With 25% of new launches, Eastern suburbs took the lead, followed by Western suburbs II (which includes Kandivali, Malad, Borivali, and Dahisar) with 22%. Thane and Navi Mumbai together accounted for nearly half of all sales in the city. In Q2 2021, the capital value of residential units in the city remained constant when compared to Q1 2021.
The cheap and mid-market segments (ticket sizes up to Rs. 2 crores) accounted for 84% of new launches in Mumbai during the quarter. Developers are likely to focus on these pricing categories in response to demand.
“The uptick in sales indicates that demand and buyer confidence are returning to the market. This is due to historically low house loan interest rates, stable residential prices, enticing payment plans and freebies from developers, and government incentives such as stamp duty reduction,” said Karan Singh Sodi, JLL India's Regional Managing Director.

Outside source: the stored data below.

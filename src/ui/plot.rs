use eframe::egui::{Color32, RichText, Ui};
use egui_plot::{
    uniform_grid_spacer, Bar, BarChart, Legend, Line, Plot, PlotPoint, PlotPoints, Text,
};

use crate::color::{status_color, HuePalette};
use crate::data::charts::{status_label, CountPlot, DensityCurve, FareHistogram};

const PLOT_HEIGHT: f32 = 320.0;

/// Share of a category slot covered by its group of bars.
const GROUP_WIDTH: f64 = 0.8;

const NO_MATCHES: &str = "No passengers match the current filters.";

fn empty_notice(ui: &mut Ui) {
    ui.label(RichText::new(NO_MATCHES).weak());
}

/// Why a count plot has no bars: nothing matched, or every match lacks a value.
fn count_plot_notice(plot: &CountPlot) -> String {
    if plot.view_rows == 0 {
        NO_MATCHES.to_string()
    } else {
        format!(
            "None of the {} matching passengers has a value for {}.",
            plot.view_rows,
            plot.column.name()
        )
    }
}

// ---------------------------------------------------------------------------
// Count plot with count / percentage labels
// ---------------------------------------------------------------------------

/// Grouped bar chart of a [`CountPlot`]; each bar carries its label centred
/// inside it in white.
pub fn count_chart(ui: &mut Ui, id: &str, plot: &CountPlot, palette: HuePalette) {
    if plot.is_empty() {
        ui.label(RichText::new(count_plot_notice(plot)).weak());
        return;
    }

    let names: Vec<String> = plot.categories.iter().map(|c| c.to_string()).collect();
    let n_hues = plot.containers.len();
    let bar_width = GROUP_WIDTH / n_hues as f64;
    let x_of = |category: usize, hue: usize| {
        category as f64 - GROUP_WIDTH / 2.0 + bar_width * (hue as f64 + 0.5)
    };

    Plot::new(id)
        .legend(Legend::default())
        .height(PLOT_HEIGHT)
        .x_axis_label(plot.column.name())
        .y_axis_label("count")
        .x_grid_spacer(uniform_grid_spacer(|_| [1.0, 5.0, 10.0]))
        .x_axis_formatter(move |mark, _range| {
            let idx = mark.value.round();
            if (mark.value - idx).abs() > 1e-6 || idx < 0.0 {
                return String::new();
            }
            names.get(idx as usize).cloned().unwrap_or_default()
        })
        .include_y(0.0)
        .allow_drag(false)
        .allow_zoom(false)
        .allow_scroll(false)
        .show(ui, |plot_ui| {
            for (hue, container) in plot.containers.iter().enumerate() {
                let bars: Vec<Bar> = container
                    .bars
                    .iter()
                    .enumerate()
                    .map(|(i, (category, count))| {
                        Bar::new(x_of(i, hue), *count as f64)
                            .width(bar_width)
                            .name(category.to_string())
                    })
                    .collect();
                let color = palette.color(usize::from(container.survived), 2);
                plot_ui.bar_chart(
                    BarChart::new(bars)
                        .name(status_label(container.survived))
                        .color(color),
                );
            }

            for (hue, (container, labels)) in plot.containers.iter().zip(&plot.labels).enumerate() {
                for (i, ((_, count), label)) in container.bars.iter().zip(labels).enumerate() {
                    if label.is_empty() {
                        continue;
                    }
                    let at = PlotPoint::new(x_of(i, hue), *count as f64 / 2.0);
                    plot_ui.text(Text::new(
                        at,
                        RichText::new(label).color(Color32::WHITE).strong().size(10.0),
                    ));
                }
            }
        });
}

// ---------------------------------------------------------------------------
// Fare histogram (step outline + density overlay)
// ---------------------------------------------------------------------------

/// Outline of a histogram as a step line, clipped to `[lo, hi]`.
fn step_outline(edges: &[f64], counts: &[u64], (lo, hi): (f64, f64)) -> Vec<[f64; 2]> {
    let mut points = Vec::with_capacity(counts.len() * 2 + 2);
    for (w, &count) in edges.windows(2).zip(counts) {
        let (left, right) = (w[0].max(lo), w[1].min(hi));
        if left >= right {
            continue;
        }
        if points.is_empty() {
            points.push([left, 0.0]);
        }
        points.push([left, count as f64]);
        points.push([right, count as f64]);
    }
    if let Some(&[x, _]) = points.last() {
        points.push([x, 0.0]);
    }
    points
}

pub fn fare_chart(ui: &mut Ui, hist: &FareHistogram) {
    if hist.groups.is_empty() {
        empty_notice(ui);
        return;
    }
    let (lo, hi) = hist.window;

    Plot::new("fare_histogram")
        .legend(Legend::default())
        .height(PLOT_HEIGHT)
        .x_axis_label("fare")
        .y_axis_label("Count")
        .include_x(lo)
        .include_x(hi)
        .include_y(0.0)
        .allow_drag(false)
        .allow_scroll(false)
        .show(ui, |plot_ui| {
            for group in &hist.groups {
                let color = status_color(group.survived);
                let name = status_label(group.survived);

                let outline: PlotPoints = step_outline(&hist.edges, &group.counts, hist.window)
                    .into_iter()
                    .collect();
                plot_ui.line(Line::new(outline).name(name).color(color).fill(0.0).width(1.5));

                let kde: PlotPoints = group
                    .kde
                    .iter()
                    .filter(|p| p[0] >= lo && p[0] <= hi)
                    .copied()
                    .collect();
                plot_ui.line(Line::new(kde).name(name).color(color).width(2.0));
            }
        });
}

// ---------------------------------------------------------------------------
// Family size densities
// ---------------------------------------------------------------------------

pub fn family_chart(ui: &mut Ui, curves: &[DensityCurve]) {
    if curves.is_empty() {
        empty_notice(ui);
        return;
    }

    Plot::new("family_density")
        .legend(Legend::default())
        .height(PLOT_HEIGHT)
        .x_axis_label("family_size")
        .y_axis_label("Density")
        .include_y(0.0)
        .allow_drag(false)
        .allow_scroll(false)
        .show(ui, |plot_ui| {
            for curve in curves {
                let points: PlotPoints = curve.points.iter().copied().collect();
                plot_ui.line(
                    Line::new(points)
                        .name(status_label(curve.survived))
                        .color(status_color(curve.survived))
                        .fill(0.0)
                        .width(1.5),
                );
            }
        });
}

#[cfg(test)]
mod tests {
    use super::*;

    #[test]
    fn step_outline_closes_on_the_axis() {
        let points = step_outline(&[0.0, 1.0, 2.0], &[3, 1], (0.0, 300.0));
        assert_eq!(
            points,
            vec![[0.0, 0.0], [0.0, 3.0], [1.0, 3.0], [1.0, 1.0], [2.0, 1.0], [2.0, 0.0]]
        );
    }

    #[test]
    fn step_outline_is_clipped_to_window() {
        let points = step_outline(&[250.0, 290.0, 330.0, 370.0], &[4, 2, 1], (0.0, 300.0));
        assert_eq!(points.last(), Some(&[300.0, 0.0]));
        assert!(points.iter().all(|p| p[0] <= 300.0));
    }

    #[test]
    fn count_notice_tells_missing_values_from_no_matches() {
        use crate::data::charts::count_plot;
        use crate::data::model::tests::passenger;
        use crate::data::model::{Column, Dataset, PassengerRecord};

        let no_town = |sex, pclass, survived| PassengerRecord {
            embark_town: None,
            ..passenger(sex, pclass, "", survived)
        };
        let ds = Dataset::from_records(vec![no_town("male", 3, false), no_town("female", 1, true)]);

        let all_missing = count_plot(&ds, &[0, 1], Column::EmbarkTown);
        assert!(all_missing.is_empty());
        assert_eq!(
            count_plot_notice(&all_missing),
            "None of the 2 matching passengers has a value for embark_town."
        );

        let nothing = count_plot(&ds, &[], Column::EmbarkTown);
        assert_eq!(count_plot_notice(&nothing), NO_MATCHES);
    }
}
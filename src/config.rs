use std::path::PathBuf;

use clap::Parser;

/// Processed dataset shipped alongside the dashboard.
pub const DEFAULT_DATA_PATH: &str = "data/processed/titanic_processed.csv";

/// Command line options of the dashboard.
#[derive(Debug, Clone, Parser)]
#[command(name = "titanic-analytics")]
#[command(about = "Interactive Titanic survival analytics dashboard", long_about = None)]
pub struct Config {
    /// Passenger file to open on startup (.csv, .json or .parquet)
    #[arg(env = "TITANIC_DATA", default_value = DEFAULT_DATA_PATH)]
    pub data: PathBuf,

    /// Initial window width in points
    #[arg(long, default_value_t = 1400.0)]
    pub width: f32,

    /// Initial window height in points
    #[arg(long, default_value_t = 900.0)]
    pub height: f32,
}

#[cfg(test)]
mod tests {
    use super::*;

    #[test]
    fn defaults() {
        let config = Config::try_parse_from(["titanic-analytics"]).expect("parse");
        // TITANIC_DATA may be set in the environment running the tests.
        if std::env::var_os("TITANIC_DATA").is_none() {
            assert_eq!(config.data, PathBuf::from(DEFAULT_DATA_PATH));
        }
        assert_eq!(config.width, 1400.0);
    }

    #[test]
    fn explicit_path_and_size() {
        let config = Config::try_parse_from([
            "titanic-analytics",
            "other.parquet",
            "--width",
            "800",
            "--height",
            "600",
        ])
        .expect("parse");
        assert_eq!(config.data, PathBuf::from("other.parquet"));
        assert_eq!(config.height, 600.0);
    }
}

Over the last five quarters, Mumbai has consistently been the greatest contributor to revenues, and this pattern continued in Q2 2021. During the quarter, the city contributed over a third of the total sales volume.
Residential sales in the top seven cities grew by 83% in Q2 (April-June) 2021 compared to Q2 2020. This was mostly due to a low base effect, less rigorous lockdowns, and accelerating vaccination campaigns during Q2 2021, according to JLL's Residential Market Update - Q2 2021, which demonstrated increased market resilience. Residential sales fell by a record 61% quarter-on-quarter during the first wave of COVID-19, reaching 10,753 units in Q2 2020. However, the second wave's impact has been modest, with sales falling by 23% to 19,635 units in Q2 2021.
“When compared to Q2 2020, the residential sector showed greater resilience in Q2 2021. The fact that the second COVID-19 wave damaged the market after a solid recovery curve cannot be denied. When compared to the same period last year, the impact was modest. The majority of the changes in the industry have been structural, and demand for housing is only likely to rise,” said Samantak Das, Head Research & Chief Economist at JLL India.
“The industry is anticipated to achieve a robust comeback in the second half of 2021 if the decreasing trajectory in COVID-19 cases is sustained,” he said.
Established developers will continue to run the show
In recent years, structural reforms in the real estate industry have begun to filter out smaller, unorganised developers from the market. The pandemic of COVID-19 tipped the scales even more in favour of established developers. Homebuyers have also grown more careful in making judgments about their homes. There is a growing desire for and readiness to pay a premium for initiatives that are led by developers with a good track record.
In H2 2021, new launches are expected. Between Q1 2019 and Q1 2020, fresh launches of more than 35,000 units were seen on average per quarter. In the COVID-era (Q2 2020 – Q2 2021), this has decreased to around 23,000 units, the report said.